Department of Medical Gastroenterology, Hvidovre Hospital, Faculty of Health Sciences, University of Copenhagen, Denmark.
Med Hypotheses. 2012 Jul;79(1):53-5. doi: 10.1016/j.mehy.2012.03.032. Epub 2012 Apr 24.
A considerable number of patients with advanced cirrhosis develop a hepatorenal syndrome. The pathogenesis involves liver dysfunction, splanchnic vasodilatation, and activation of vasoconstrictive systems.

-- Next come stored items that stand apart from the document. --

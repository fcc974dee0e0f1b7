//! In-memory representation of a classic CAN frame as seen by the ISO-TP core,
//! plus adapters to the `embedded-can` frame trait used by HAL drivers.
use embedded_can::{ExtendedId, Id, StandardId};

use crate::core::MAX_CAN_DL;
use crate::error::FrameError;
use crate::protocol::isotp::config::NTaType;

#[derive(Clone, Copy, Debug, Default, PartialEq, Eq)]
#[cfg_attr(feature = "defmt", derive(defmt::Format))]
/// Raw CAN frame exchanged with the ISO-TP instance.
pub struct CanFrame {
    /// CAN identifier (11-bit or 29-bit, stored inside a `u32`).
    pub id: u32,
    /// Number of valid payload bytes (Data Length Code, 0 to 8).
    pub len: u8,
    /// Payload buffer. Bytes past `len` are kept at zero by the constructors.
    pub data: [u8; MAX_CAN_DL],
}

impl CanFrame {
    /// Build a frame from an identifier and up to eight payload bytes.
    pub fn new(id: u32, payload: &[u8]) -> Result<Self, FrameError> {
        if payload.len() > MAX_CAN_DL {
            return Err(FrameError::PayloadTooLong { len: payload.len() });
        }
        let mut data = [0u8; MAX_CAN_DL];
        data[..payload.len()].copy_from_slice(payload);
        Ok(Self {
            id,
            len: payload.len() as u8,
            data,
        })
    }

    /// Data length clamped to the classic CAN maximum.
    ///
    /// `len` is a public field; every consumer slices through this accessor so
    /// a corrupted length can never index past the payload array.
    #[inline]
    pub fn dlc(&self) -> usize {
        (self.len as usize).min(MAX_CAN_DL)
    }

    /// Populated payload bytes.
    #[inline]
    pub fn as_slice(&self) -> &[u8] {
        &self.data[..self.dlc()]
    }

    /// Zero-length frames are produced by the encoder for unknown PCI types
    /// and must not reach the bus.
    #[inline]
    pub fn is_transmittable(&self) -> bool {
        self.len > 0 && self.dlc() == self.len as usize
    }

    /// Copy a driver frame. Remote frames carry no payload and map to `len = 0`.
    pub fn from_embedded<F: embedded_can::Frame>(frame: &F) -> Self {
        let id = match frame.id() {
            Id::Standard(id) => id.as_raw() as u32,
            Id::Extended(id) => id.as_raw(),
        };
        let mut data = [0u8; MAX_CAN_DL];
        let payload = frame.data();
        let len = if frame.is_remote_frame() {
            0
        } else {
            payload.len().min(MAX_CAN_DL)
        };
        data[..len].copy_from_slice(&payload[..len]);
        Self {
            id,
            len: len as u8,
            data,
        }
    }

    /// Build a driver frame in the identifier format of `n_tatype`.
    pub fn to_embedded<F: embedded_can::Frame>(&self, n_tatype: NTaType) -> Result<F, FrameError> {
        let id = if n_tatype.uses_extended_id() {
            ExtendedId::new(self.id)
                .map(Id::Extended)
                .ok_or(FrameError::InvalidId { id: self.id })?
        } else {
            u16::try_from(self.id)
                .ok()
                .and_then(StandardId::new)
                .map(Id::Standard)
                .ok_or(FrameError::InvalidId { id: self.id })?
        };
        F::new(id, self.as_slice()).ok_or(FrameError::Rejected)
    }
}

There are now several observations that indicate a relation between the renal failure and impaired cardiac function in patients with advanced cirrhosis. Cirrhotic cardiomyopathy has been described as a condition with impaired contractile responsiveness to stress and altered diastolic relaxation. We propose a cardiorenal interaction in patients with advanced cirrhosis and renal dysfunction that refers to a condition where cardiac dysfunction in cirrhosis is a major determinant of kidney function and survival. Thus, the relation between cardiac dysfunction and renal insufficiency should be target for future studies and development of new treatments should focus on ameliorating the cardiac dysfunction.
相当数量的晚期肝硬化患者会发展为肝肾综合征。其发病机制涉及肝功能障碍、内脏血管舒张和血管收缩系统的激活。现在有一些观察结果表明,在晚期肝硬化患者中,肾衰竭和心脏功能受损之间存在一定关系。肝硬化心肌病被描述为一种对压力的收缩反应能力受损和舒张期松弛改变的病症。我们提出了晚期肝硬化和肾功能障碍患者的心肾相互作用,指的是肝硬化中心脏功能障碍是肾功能和生存的主要决定因素的一种情况。因此,心脏功能障碍与肾功能不全之间的关系应该是未来研究的目标,新治疗方法的开发应侧重于改善心脏功能障碍。